Pomp and Improper Circumstance

Pomp and Improper Circumstance

Some might say it’s tacky to rain on the President’s parade, but two crucial news stories compel it.

Facebook
Twitter
Email
Flipboard
Pocket

On Thursday, an estimated $40 million worth of inaugural pomp and circumstance will only temporarily triumph over an incalculable record of deceit and error.

Of course, some might say it’s tacky to rain on the President’s parade, but two crucial news stories compel it.

First came the report, confirmed by the White House, that the fruitless search for weapons of mass destruction in Iraq had officially but secretly ended shortly before Christmas without, of course, any sign of the much discussed weapons that were such a critical justification for the war in the first place. This was followed by the astounding claim by the President that his narrow election victory in November absolved him of accountability for both the false rationales and outright lies used to justify the invasion, and the disastrous occupation that followed.

“Well, we had an accountability moment, and that’s called the 2004 elections,” Bush told the Washington Post in an interview published Friday. “And the American people listened to different assessments made about what was taking place in Iraq, and they looked at the two candidates, and chose me.”

Actually, the election provided no such moment of accountability because both major-party candidates had supported the war.

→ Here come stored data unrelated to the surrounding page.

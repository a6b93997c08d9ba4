//! Client identity rotation.
//!
//! Supplies a randomized browser signature and the next proxy in the
//! rotation for each request attempt. A just-blocked signature is never
//! handed out twice in a row.

use rand::rngs::StdRng;
use rand::{Rng, SeedableRng};

/// Realistic browser/OS signatures sampled per attempt.
const USER_AGENTS: [&str; 9] = [
    "Mozilla/5.0 (Windows NT 10.0; Win64; x64) AppleWebKit/537.36 (KHTML, like Gecko) Chrome/124.0.0.0 Safari/537.36",
    "Mozilla/5.0 (Macintosh; Intel Mac OS X 10_15_7) AppleWebKit/605.1.15 (KHTML, like Gecko) Version/17.0 Safari/605.1.15",
    "Mozilla/5.0 (Windows NT 10.0; Win64; x64; rv:124.0) Gecko/20100101 Firefox/124.0",
    "Mozilla/5.0 (X11; Linux x86_64) AppleWebKit/537.36 (KHTML, like Gecko) Chrome/124.0.0.0 Safari/537.36",
    "Mozilla/5.0 (iPhone; CPU iPhone OS 17_4_1 like Mac OS X) AppleWebKit/605.1.15 (KHTML, like Gecko) Version/17.0 Mobile/15E148 Safari/604.1",
    "Mozilla/5.0 (iPad; CPU OS 17_4_1 like Mac OS X) AppleWebKit/605.1.15 (KHTML, like Gecko) Version/17.0 Mobile/15E148 Safari/604.1",
    "Mozilla/5.0 (Windows NT 10.0; Win64; x64) AppleWebKit/537.36 (KHTML, like Gecko) Chrome/123.0.0.0 Safari/537.36 Edg/123.0.0.0",
    "Mozilla/5.0 (Macintosh; Intel Mac OS X 10_15_7) AppleWebKit/537.36 (KHTML, like Gecko) Chrome/123.0.0.0 Safari/537.36",
    "Mozilla/5.0 (Windows NT 10.0; Win64; x64) AppleWebKit/537.36 (KHTML, like Gecko) Chrome/123.0.0.0 Safari/537.36 OPR/109.0.0.0",
];

/// Ephemeral client identity for one request attempt.
#[derive(Debug, Clone, PartialEq)]
pub struct ClientIdentity {
    pub user_agent: String,
    pub proxy: Option<String>,
}

/// Rotates browser signatures and proxies across request attempts.
///
/// State is local to one retrieval call; concurrent lookups must each own
/// their own rotator.
pub struct IdentityRotator {
    rng: StdRng,
    proxies: Vec<String>,
    proxy_index: usize,
    last_agent: Option<usize>,
}

impl IdentityRotator {
    /// Create a rotator seeded from the OS.
    pub fn new(proxies: Vec<String>) -> Self {
        Self::with_rng(StdRng::from_os_rng(), proxies)
    }

    /// Create a rotator with a fixed seed. Used by tests to pin the
    /// signature sequence.
    pub fn with_seed(seed: u64, proxies: Vec<String>) -> Self {
        Self::with_rng(StdRng::seed_from_u64(seed), proxies)
    }

    fn with_rng(rng: StdRng, proxies: Vec<String>) -> Self {
        Self {
            rng,
            proxies,
            proxy_index: 0,
            last_agent: None,
        }
    }

    /// Next identity: a fresh signature paired with the next proxy in the
    /// rotation. Never repeats the previous signature when the pool allows.
    pub fn next_identity(&mut self) -> ClientIdentity {
        let mut index = self.rng.random_range(0..USER_AGENTS.len());
        while USER_AGENTS.len() > 1 && Some(index) == self.last_agent {
            index = self.rng.random_range(0..USER_AGENTS.len());
        }
        self.last_agent = Some(index);

        ClientIdentity {
            user_agent: USER_AGENTS[index].to_string(),
            proxy: self.next_proxy(),
        }
    }

    /// Next proxy in round-robin order, or `None` when no proxies are
    /// configured.
    pub fn next_proxy(&mut self) -> Option<String> {
        if self.proxies.is_empty() {
            return None;
        }
        let proxy = self.proxies[self.proxy_index % self.proxies.len()].clone();
        self.proxy_index = self.proxy_index.wrapping_add(1);
        Some(proxy)
    }
}
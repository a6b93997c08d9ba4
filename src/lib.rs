//! Resilient profile retrieval from a rate-limiting, anti-scraping remote.
//!
//! The engine tries five independent retrieval surfaces in order of
//! decreasing reliability, retrying blocked requests on a fixed backoff
//! schedule with a fresh client identity per resend, then normalizes
//! whichever payload shape arrives into one canonical record and infers
//! contact candidates from its text fields.
//!
//! ```no_run
//! use igscout::{retrieve_profile, Settings};
//!
//! # async fn run() {
//! match retrieve_profile("somehandle", Settings::default()).await {
//!     Ok(report) => println!("{:?}", report.profile.full_name),
//!     Err(error) => eprintln!("{error}"),
//! }
//! # }
//! ```

pub mod client;
pub mod config;
pub mod contact;
pub mod error;
pub mod identity;
pub mod normalize;
pub mod profile;
pub mod strategies;

pub use client::{RequestExecutor, RequestSpec, Sleep, TokioSleep, Transport};
pub use config::Settings;
pub use contact::{domain_contacts, infer, CandidateEmails};
pub use error::{FetchError, LookupError, StrategyError, StrategyFailure};
pub use identity::{ClientIdentity, IdentityRotator};
pub use normalize::normalize;
pub use profile::Profile;
pub use strategies::{
    retrieve_profile, AttemptOutcome, ProfileLookup, ProfileReport, ProfileStrategy,
    StrategyAttempt,
};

John Kerry had voted to authorize the use of force against Iraq–and then inexplicably said on the campaign trail that he would have voted the same way even after learning that Congress and the American public had been deceived on the war’s justification. The Democratic Party nominee even endorsed larger troop commitments to occupy a country where every Western soldier on the ground fuels nationalist and religious rage.

And although it is true that Bush secured a (very slim) majority of the popular vote, it is a portent of how history will judge him that the days ahead of his inauguration have been soured by a string of critical statements about his Iraq policy from some of the biggest Iraq hands in the Republican ranks.

Brent Scowcroft, the retired lieutenant general who was national security advisor to the President’s father during the first Iraq war, warned ominously that the upcoming Iraqi national elections “won’t be a promising transformation, and it has great potential for deepening the conflict. We may be seeing incipient civil war at this time.”

Even the Bush family’s consigliore is concerned enough to speak out publicly. James A. Baker III, the former secretary of State who has been working at Bush’s behest to win international debt relief for conquered Iraq, is talking publicly about the need for a phased withdrawal: “Any appearance of a permanent occupation will both undermine domestic support here in the United States and play directly into the hands of those in the Middle East who–however wrongly–suspect us of imperial design.”

Undaunted by such pragmatism, President “Mission Accomplished” Bush twice demurred in his interview with the Post from Colin Powell’s prediction that US troops would begin leaving Iraq in the next year.

Despite what Bush may think, elections grant leaders temporary power, but it is history that determines the rightness and wrongness of their actions. As Abraham Lincoln noted, you can even fool all of the people some of the time. That is why the nation’s founders designed the Constitution to check the unbridled rule of the majority lest, driven by the passions of the moment, it embrace devastating error or even tyranny.

Consider that even without the debacle of Watergate, the reputation of the man who soundly defeated war hero and antiwar candidate George McGovern was ultimately doomed by his immoral and irrational decision to carpet-bomb most of Southeast Asia for years in a vain attempt to secure victory against a seemingly outmatched Third World country.

As we honor Medal of Freedom winner Martin Luther King Jr., a prophet of peace, it is depressing to consider that our President has just bestowed that same medal–the highest civilian honor in the land–on ex-CIA Director George Tenet and ex-Iraqi administrator L. Paul Bremer III.

After all, it was Tenet who kept Congress in the dark about the agency’s considerable intelligence that contradicted the White House lies about Iraq’s alleged nuclear weapons program and ties to Al Qaeda. And it was the bumbling Bremer who assured us throughout his stay in Iraq that everything over there was just going swimmingly–instead of admitting that it was actually going to hell in a handbasket.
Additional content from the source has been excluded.